Akademisi Minta SE Larangan Air Kemasan di Bali Dikaji Ulang
GOOGLE NEWS
BERITABALI.COM, DENPASAR.
Pemprov Bali seharusnya melakukan kajian mendalam sebelum Gubernur Wayan Koster meneken Surat Edaran (SE) tentang Gerakan Bali Bersih Sampah yang melarang produksi dan distribusi air minum kemasan plastik di bawah satu liter.
Akademisi sekaligus pengamat kebijakan publik dari Universitas Pendidikan Nasional (Undiknas) Denpasar, Bali, Dr. Drs. I Nyoman Subanda menyatakan, bila sebuah kebijakan dibuat berdasarkan hasil kajian komprehensif, maka tidak akan memicu kontroversi di masyarakat.

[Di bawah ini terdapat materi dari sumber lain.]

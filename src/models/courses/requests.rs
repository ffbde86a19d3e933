use serde::Deserialize;
use ts_rs::TS;

use crate::models::common::PaginationQuery;

#[derive(Debug, Deserialize, TS)]
#[ts(export, export_to = "../dashboard/src/types/generated/course.ts")]
pub struct CreateCourseRequest {
    pub name: String,
    pub alias: String,
    pub description: Option<String>,
}

#[derive(Debug, Deserialize, TS)]
#[ts(export, export_to = "../dashboard/src/types/generated/course.ts")]
pub struct CourseListParams {
    #[serde(flatten)]
    #[ts(flatten)]
    pub pagination: PaginationQuery,
    pub search: Option<String>,
}

/// 存储层查询参数
#[derive(Debug, Clone, Default)]
pub struct CourseListQuery {
    pub page: u64,
    pub size: u64,
    pub search: Option<String>,
}

impl From<CourseListParams> for CourseListQuery {
    fn from(params: CourseListParams) -> Self {
        let (page, size) = params.pagination.normalized();
        Self {
            page,
            size,
            search: params.search.filter(|s| !s.trim().is_empty()),
        }
    }
}

#[derive(Debug, Deserialize, TS)]
#[ts(export, export_to = "../dashboard/src/types/generated/course.ts")]
pub struct EnrollStudentRequest {
    pub github_id: String,
    pub mentor_github_id: Option<String>,
}

#[derive(Debug, Deserialize, TS)]
#[ts(export, export_to = "../dashboard/src/types/generated/course.ts")]
pub struct UpdateStudentStatusRequest {
    pub is_active: bool,
}

#[derive(Debug, Deserialize, TS)]
#[ts(export, export_to = "../dashboard/src/types/generated/course.ts")]
pub struct AddMentorRequest {
    pub github_id: String,
    pub max_students: Option<i32>,
}
use actix_web::{HttpRequest, HttpResponse, Result as ActixResult};

use super::TaskService;
use crate::errors::{CourseAppError, Result};
use crate::models::{
    ApiResponse, ErrorCode,
    tasks::{entities::CourseTask, requests::CreateCourseTaskRequest},
    users::entities::User,
};
use crate::services::{courses::load_course, require_admin, session_user};
use crate::storage::Storage;
use crate::utils::{error_response, error_response_with};

fn validate_course_task(req: &CreateCourseTaskRequest) -> Result<()> {
    if let Some(pairs_count) = req.pairs_count
        && pairs_count < 1
    {
        return Err(CourseAppError::validation("pairs_count must be at least 1"));
    }
    if !req.max_score.is_finite() || req.max_score <= 0.0 {
        return Err(CourseAppError::validation("max_score must be positive"));
    }
    if !req.score_weight.is_finite() || req.score_weight < 0.0 {
        return Err(CourseAppError::validation("score_weight must not be negative"));
    }
    Ok(())
}

pub async fn create_course_task(
    storage: &dyn Storage,
    user: &User,
    course_id: i64,
    req: CreateCourseTaskRequest,
) -> Result<CourseTask> {
    require_admin(user)?;
    validate_course_task(&req)?;
    load_course(storage, course_id).await?;

    if storage.get_task_by_id(req.task_id).await?.is_none() {
        return Err(CourseAppError::invalid_reference(format!(
            "Task {} not found",
            req.task_id
        )));
    }

    let course_task = storage.create_course_task(course_id, req).await?;
    tracing::info!(
        "Course task {} ({}) added to course {}",
        course_task.id,
        course_task.checker,
        course_id
    );
    Ok(course_task)
}

pub async fn handle_create_course_task(
    service: &TaskService,
    course_id: i64,
    req: CreateCourseTaskRequest,
    request: &HttpRequest,
) -> ActixResult<HttpResponse> {
    let storage = service.get_storage(request);

    let result = async {
        let user = session_user(request)?;
        create_course_task(storage.as_ref(), &user, course_id, req).await
    }
    .await;

    match result {
        Ok(course_task) => Ok(HttpResponse::Created()
            .json(ApiResponse::success(course_task, "Course task created"))),
        Err(e @ CourseAppError::InvalidReference(_)) => {
            Ok(error_response_with(&e, ErrorCode::TaskNotFound))
        }
        Err(e @ CourseAppError::Validation(_)) => {
            Ok(error_response_with(&e, ErrorCode::CourseTaskInvalid))
        }
        Err(e) => Ok(error_response(&e)),
    }
}

pub async fn handle_list_course_tasks(
    service: &TaskService,
    course_id: i64,
    request: &HttpRequest,
) -> ActixResult<HttpResponse> {
    let storage = service.get_storage(request);

    let result = async {
        load_course(storage.as_ref(), course_id).await?;
        storage.list_course_tasks(course_id).await
    }
    .await;

    match result {
        Ok(items) => Ok(HttpResponse::Ok().json(ApiResponse::success(items, "Success"))),
        Err(e @ CourseAppError::NotFound(_)) => {
            Ok(error_response_with(&e, ErrorCode::CourseNotFound))
        }
        Err(e) => Ok(error_response(&e)),
    }
}
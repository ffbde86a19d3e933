//! 作业提交实体

use sea_orm::entity::prelude::*;

#[derive(Clone, Debug, PartialEq, DeriveEntityModel)]
#[sea_orm(table_name = "task_solutions")]
pub struct Model {
    #[sea_orm(primary_key)]
    pub id: i64,
    pub student_id: i64,
    pub course_task_id: i64,
    pub url: Option<String>,
    pub created_at: i64,
    pub updated_at: i64,
}

#[derive(Copy, Clone, Debug, EnumIter, DeriveRelation)]
pub enum Relation {
    #[sea_orm(
        belongs_to = "super::students::Entity",
        from = "Column::StudentId",
        to = "super::students::Column::Id"
    )]
    Student,
    #[sea_orm(
        belongs_to = "super::course_tasks::Entity",
        from = "Column::CourseTaskId",
        to = "super::course_tasks::Column::Id"
    )]
    CourseTask,
    #[sea_orm(has_many = "super::task_solution_checkers::Entity")]
    Checkers,
}

impl Related<super::students::Entity> for Entity {
    fn to() -> RelationDef {
        Relation::Student.def()
    }
}

impl Related<super::course_tasks::Entity> for Entity {
    fn to() -> RelationDef {
        Relation::CourseTask.def()
    }
}

impl Related<super::task_solution_checkers::Entity> for Entity {
    fn to() -> RelationDef {
        Relation::Checkers.def()
    }
}

impl ActiveModelBehavior for ActiveModel {}

impl Model {
    pub fn into_task_solution(self) -> crate::models::cross_check::entities::TaskSolution {
        use crate::models::cross_check::entities::TaskSolution;

        TaskSolution {
            id: self.id,
            student_id: self.student_id,
            course_task_id: self.course_task_id,
            url: self.url,
            created_at: super::timestamp_to_datetime(self.created_at),
            updated_at: super::timestamp_to_datetime(self.updated_at),
        }
    }
}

“Saya setuju dengan gagasan Gubernur Wayan Koster untuk mengurangi sampah plastik sekali pakai di Bali. Cuma permasalahannya, kebijakan itu kan perlu dikaji lebih jauh lagi apakah sampah seperti kemasan air minum ukuran kecil itu yang memang benar-benar paling berat atau malah ada sampah plastik lainnya seperti kresek (kantong plastik) dan sachet,” ujarnya.
Dosen Tetap Fakultas Hukum dan Ilmu Sosial Undiknas ini menegaskan, Pemprov Bali tidak boleh membuat kebijakan secara terburu-buru. Kebijakan hanya bisa berjalan efektif jika didukung oleh sumber daya, dana, dan komunikasi yang matang kepada masyarakat.
“Yang lain adalah adanya komunikasi, yang didahului dengan komunikasi awal, yang kita sebut dengan sosialisasi,” tuturnya.
Subanda juga menyoroti pentingnya keterlibatan seluruh jenjang pemerintahan, dari provinsi hingga desa, dalam implementasi kebijakan tersebut.
“Kebijakan provinsi itu tidak akan efektif jika tidak didukung aparat desa atau dusun daerahnya,” ujar dia.
Di sisi lain, larangan air minum kemasan kecil ini juga dianggap memberatkan masyarakat adat Bali saat mengadakan kegiatan adat dan keagamaan yang melibatkan warga banjar.
“Itu artinya, kebijakan Pemprov belum linier dengan masyarakat desa,” kata Subanda.
Ia menambahkan, Pemprov Bali perlu mempersiapkan dana kompensasi bagi pihak-pihak yang terdampak kebijakan, termasuk pengusaha dan masyarakat kecil yang selama ini menggantungkan hidup dari menjual air minum kemasan kecil.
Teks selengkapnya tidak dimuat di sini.